Some Nomad Summit Podcast episodes are about visas, remote work, and where to find the best Wi-Fi. This one goes somewhere deeper. In Episode 44 of the Nomad Summit Podcast, Palle Bo sits down with Daycia Harley, a digital nomad from Cincinnati whose story begins not with a dream lifestyle, but with a difficult upbringing, a love of learning, and a decision that changed everything.

Her path into nomad life did not start with a beach, a laptop, or a one-way ticket. It started in the library.

“I just had this gravitation towards education and knowledge”

Daycia grew up in Cincinnati, Ohio, in an environment that did not always feel safe or supportive. While some people rebel, shut down, or get pulled in unhealthy directions, she found something else to hold on to: books, knowledge, and the idea that education could become a way out.

“I just had this gravitation towards education and knowledge.”
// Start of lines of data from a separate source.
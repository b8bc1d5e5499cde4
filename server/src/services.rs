use list_query::{Direction, Sort};
use sqlx::{Postgres, QueryBuilder};
use uuid::Uuid;

pub mod examples;
pub mod words;

#[derive(Debug, thiserror::Error)]
pub enum ServiceError {
    #[error("{0}")]
    Invalid(String),
    #[error("\"{0}\" is not a valid id")]
    MalformedId(String),
    #[error("no {kind} exists with id {id}")]
    NotFound { kind: &'static str, id: Uuid },
    #[error("database error: {0}")]
    Database(#[from] sqlx::Error),
}

impl From<sentences::SchemaError> for ServiceError {
    fn from(error: sentences::SchemaError) -> Self {
        ServiceError::Invalid(error.to_string())
    }
}

impl From<::words::SchemaError> for ServiceError {
    fn from(error: ::words::SchemaError) -> Self {
        ServiceError::Invalid(error.to_string())
    }
}

/// Syntactic id check, done before any store is asked about it.
pub fn parse_id(raw: &str) -> Result<Uuid, ServiceError> {
    Uuid::parse_str(raw.trim()).map_err(|_| ServiceError::MalformedId(raw.to_owned()))
}

/// `%keyword%` for `ILIKE`, with the pattern metacharacters taken literally.
pub(crate) fn like_pattern(keyword: &str) -> String {
    let mut pattern = String::with_capacity(keyword.len() + 2);
    pattern.push('%');
    for c in keyword.chars() {
        if matches!(c, '%' | '_' | '\\') {
            pattern.push('\\');
        }
        pattern.push(c);
    }
    pattern.push('%');
    pattern
}

/// Appends `order by`, `limit` and `offset`. `id` always breaks ties so that
/// pages never overlap.
pub(crate) fn push_window(
    builder: &mut QueryBuilder<'static, Postgres>,
    sort: Option<&Sort>,
    column: fn(&str) -> Option<SortColumn>,
    offset: u64,
    limit: u64,
) {
    let ordering = sort.and_then(|s| match column(&s.field) {
        Some(c) => Some((c, s.direction)),
        None => {
            tracing::debug!(field = %s.field, "ignoring sort on unknown field");
            None
        }
    });

    builder.push(" order by ");
    match ordering {
        Some((SortColumn::Id, direction)) => {
            builder.push("id ").push(keyword(direction));
        }
        Some((SortColumn::Text(name), direction)) => {
            builder
                .push(name)
                .push(" collate \"C\" ")
                .push(keyword(direction))
                .push(", id asc");
        }
        Some((SortColumn::Plain(name), direction)) => {
            builder
                .push(name)
                .push(" ")
                .push(keyword(direction))
                .push(" nulls last, id asc");
        }
        None => {
            builder.push("id asc");
        }
    }
    builder
        .push(" limit ")
        .push_bind(clamp(limit))
        .push(" offset ")
        .push_bind(clamp(offset));
}

#[derive(Debug, Clone, Copy, PartialEq, Eq)]
pub enum SortColumn {
    Id,
    /// Compared byte-wise, independent of the database locale.
    Text(&'static str),
    Plain(&'static str),
}

fn keyword(direction: Direction) -> &'static str {
    match direction {
        Direction::Asc => "asc",
        Direction::Desc => "desc",
    }
}

fn clamp(n: u64) -> i64 {
    i64::try_from(n).unwrap_or(i64::MAX)
}
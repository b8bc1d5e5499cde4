use axum::{
    Router,
    routing::get,
};
use tower_http::trace::TraceLayer;

pub mod config;
mod handlers;
mod responses;
pub mod services;

use handlers::Resource;
use services::{examples::Examples, words::Words};

/// Build the HTTP API over the given stores.
pub fn app<E, W>(examples: E, words: W, page_size: u64) -> Router
where
    E: Examples,
    W: Words,
{
    Router::new()
        .route(
            "/api/examples",
            get(handlers::examples::list::<E>).post(handlers::examples::create::<E>),
        )
        .route(
            "/api/examples/{id}",
            get(handlers::examples::get::<E>).put(handlers::examples::update::<E>),
        )
        .with_state(Resource::new(examples, page_size))
        .route(
            "/api/words",
            get(handlers::words::list::<W>).post(handlers::words::create::<W>),
        )
        .route(
            "/api/words/{id}",
            get(handlers::words::get::<W>).put(handlers::words::update::<W>),
        )
        .with_state(Resource::new(words, page_size))
        .route("/api/health", get(handlers::health))
        .layer(TraceLayer::new_for_http())
}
That line says a lot about who she is. Curious. Focused. Driven. Even as a kid, she would spend hours in the library, especially in the travel section, reading about places far beyond her own world.

Not escapism for the sake of it

What makes this part of her story so compelling is that education was not just a goal. It was survival. It was direction. It was hope.

“I know that education will get me outta there.”

And it did.

Why Japan mattered so much

One of the most fascinating threads in the episode is Daycia’s early obsession with Japan. Long before she ever got on a plane, she was already mentally traveling there through books, language, music, and pure curiosity.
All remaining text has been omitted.